[TAG] Message sending failure
rick at linuxmafia.com
Tue Jun 20 03:13:12 MSD 2006
Quoting Martin Hooper (martinjh at blueyonder.co.uk):
> Any reason this might have happened? Not sure whether it could be a
> problem at my ISP or at the other end..?
> If it could be my ISP then I'll mention on their support groups.
Cutting to the chase and answering your question, the "reject" DSN
(Delivery Status Notification) you received was reported by host
fedoranews.org, IP 188.8.131.52, your intended destination, for
not-very-well-explained reasons has turned surly and is declining mail
(yours, at least; probably others', as well). However, let's trace the
progress of your message, so you can see how to interpret the DSN and
the headers in your attached mail copy:
First, consider the DSN text itself:
> tchung at fedoranews.org
> SMTP error from remote mail server after MAIL
> FROM:<martinjh at blueyonder.co.uk>:
> host fedoranews.org [184.108.40.206]: 550 5.7.1 Access denied
The "host fedoranews.org [220.127.116.11]" part identifies what machine
is notifying you. It's declining mail you addressed to
"tchung at fedoranews.org". The DSN payload, which are the error code and
explanatory text (for small values of "explanatory" in this particular
case) are the final bit:
> 550 5.7.1 Access denied
Let's break that down. It parses as:
o SMTP error code: 550
o SMTP extended error code: 5.7.1
o SMTP error text: Access denied.
"550" is the classic (most common) permanent-failure SMTP error code,
though there are others. The 5xx category are permanent failure
reports, i.e. "this is definitive, so there's no point in re-attempting
delivery" -- in contrast to the 4xx temporary-failure errors you will
often see, such as those ending with "Warning: message still undelivered
after 4 hours. Will keep trying until message is 5 days old", and the
2xx series that indicate successful delivery.
I can't count the number of times people have telephoned me during my
mail server's scheduled downtime, complaining they got a "bounce
message" when they tried to mail me -- only to find out that the
diagnostic text, which they didn't bother to read, very clearly said
(paraphrasing) "I've been having some difficulty getting this message
through; it may be just a glitch, and there are still five days of
delivery attempts left, but I thought you should know."

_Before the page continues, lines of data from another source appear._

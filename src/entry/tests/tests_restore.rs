//! Tests for entry recovery: restore after drop, corruption reporting,
//! and orphan block cleanup.

use std::fs::{self, OpenOptions};
use std::io::{Seek, SeekFrom, Write};

use tempfile::TempDir;

use crate::block::{BlockManager, EntrySettings};
use crate::entry::{Entry, EntryError, EntryOptions};

fn entry_with(tmp: &TempDir, settings: EntrySettings) -> Entry {
    Entry::create(EntryOptions {
        name: "stream".to_string(),
        path: tmp.path().to_path_buf(),
        settings,
    })
    .unwrap()
}

#[test]
fn restore_recovers_all_records() {
    let tmp = TempDir::new().unwrap();
    let mut entry = entry_with(
        &tmp,
        EntrySettings {
            max_block_size: 128,
            max_block_records: 4,
        },
    );

    for ts in 1..=20i64 {
        entry
            .write(format!("payload-{ts}").into_bytes(), ts, Vec::new())
            .unwrap();
    }
    let info_before = entry.info();
    let path = entry.path().to_path_buf();
    drop(entry);

    let restored = Entry::restore(&path).unwrap();
    assert_eq!(restored.info(), info_before);

    for ts in 1..=20i64 {
        assert_eq!(
            restored.read(ts).unwrap().blob,
            format!("payload-{ts}").into_bytes()
        );
    }
}

#[test]
fn restore_missing_directory_is_error() {
    let tmp = TempDir::new().unwrap();
    let err = Entry::restore(tmp.path().join("nope")).unwrap_err();
    assert!(matches!(err, EntryError::Block(_)));
}

#[test]
fn restore_corrupt_descriptor_is_reported() {
    let tmp = TempDir::new().unwrap();
    let mut entry = entry_with(&tmp, EntrySettings::default());
    entry.write(b"data".to_vec(), 1, Vec::new()).unwrap();
    let path = entry.path().to_path_buf();
    drop(entry);

    let descriptor_path = path.join(".descriptor");
    let mut file = OpenOptions::new()
        .write(true)
        .open(&descriptor_path)
        .unwrap();
    file.seek(SeekFrom::Start(10)).unwrap();
    file.write_all(&[0xFF, 0xFF, 0xFF]).unwrap();
    file.sync_all().unwrap();

    let err = Entry::restore(&path).unwrap_err();
    assert!(matches!(err, EntryError::Block(_)));
}

#[test]
fn restore_rejects_mismatched_oldest_time() {
    let tmp = TempDir::new().unwrap();
    let mut entry = entry_with(&tmp, EntrySettings::default());
    entry.write(b"a".to_vec(), 10, Vec::new()).unwrap();
    entry.write(b"b".to_vec(), 30, Vec::new()).unwrap();
    let path = entry.path().to_path_buf();
    drop(entry);

    // Rewrite the descriptor with a valid checksum but a top-level
    // oldest time that disagrees with the blocks.
    let manager = BlockManager::new(&path);
    let mut descriptor = manager.load_descriptor().unwrap();
    descriptor.oldest_record_time = Some(5);
    manager.save_descriptor(&descriptor).unwrap();

    let err = Entry::restore(&path).unwrap_err();
    assert!(matches!(err, EntryError::Corrupt(_)));
}

#[test]
fn restore_rejects_mismatched_latest_time() {
    let tmp = TempDir::new().unwrap();
    let mut entry = entry_with(&tmp, EntrySettings::default());
    entry.write(b"a".to_vec(), 10, Vec::new()).unwrap();
    entry.write(b"b".to_vec(), 30, Vec::new()).unwrap();
    let path = entry.path().to_path_buf();
    drop(entry);

    let manager = BlockManager::new(&path);
    let mut descriptor = manager.load_descriptor().unwrap();
    descriptor.latest_record_time = Some(999);
    manager.save_descriptor(&descriptor).unwrap();

    let err = Entry::restore(&path).unwrap_err();
    assert!(matches!(err, EntryError::Corrupt(_)));
}

#[test]
fn restore_removes_orphan_block_files() {
    let tmp = TempDir::new().unwrap();
    let mut entry = entry_with(&tmp, EntrySettings::default());
    entry.write(b"data".to_vec(), 1, Vec::new()).unwrap();
    let path = entry.path().to_path_buf();
    drop(entry);

    // A block file no descriptor references, as left by a crash between
    // allocation and descriptor save.
    fs::write(path.join("00000009.block"), b"orphan bytes").unwrap();

    let restored = Entry::restore(&path).unwrap();
    assert!(!path.join("00000009.block").exists());
    assert_eq!(restored.read(1).unwrap().blob, b"data");
}

#[test]
fn restore_keeps_referenced_blocks() {
    let tmp = TempDir::new().unwrap();
    let mut entry = entry_with(
        &tmp,
        EntrySettings {
            max_block_size: 1,
            max_block_records: 1024,
        },
    );
    for ts in [10, 20, 30] {
        entry.write(format!("r{ts}").into_bytes(), ts, Vec::new()).unwrap();
    }
    let path = entry.path().to_path_buf();
    drop(entry);

    let restored = Entry::restore(&path).unwrap();
    assert!(path.join("00000000.block").exists());
    assert!(path.join("00000001.block").exists());
    assert!(path.join("00000002.block").exists());
    assert_eq!(restored.info().block_count, 3);
}

#[test]
fn unreferenced_appended_bytes_stay_invisible() {
    // Simulates a crash after the block append but before the
    // descriptor save: the bytes exist on disk, no reader sees them.
    let tmp = TempDir::new().unwrap();
    let mut entry = entry_with(&tmp, EntrySettings::default());
    entry.write(b"committed".to_vec(), 10, Vec::new()).unwrap();
    let path = entry.path().to_path_buf();
    drop(entry);

    // Scribble extra bytes past the committed region of the block file.
    let block_path = path.join("00000000.block");
    let mut file = OpenOptions::new().write(true).open(&block_path).unwrap();
    file.seek(SeekFrom::Start(64)).unwrap();
    file.write_all(b"uncommitted garbage").unwrap();
    file.sync_all().unwrap();

    let restored = Entry::restore(&path).unwrap();
    assert_eq!(restored.read(10).unwrap().blob, b"committed");
    assert_eq!(restored.info().record_count, 1);
    assert!(restored.read(64).is_err());
}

A fair amount of thought has gone into making (most) DSNs informative;
it's a pity so many people can't be bothered to read them _at all_.
"550" and all the other SMTP error codes were defined in Jon Postel's
classic RFC821 document, in 1982. "550" is explained there as being
intended for "Requested action not taken: mailbox unavailable [E.g.,
mailbox not found, no access]" situations -- wording broad enough to
serve as a catch-all for most permanent delivery failures, other than
50x SMTP-command syntax errors, 551 "User not local" redirects, 552
"exceeded storage allocation" errors, 553 "mailbox syntax incorrect"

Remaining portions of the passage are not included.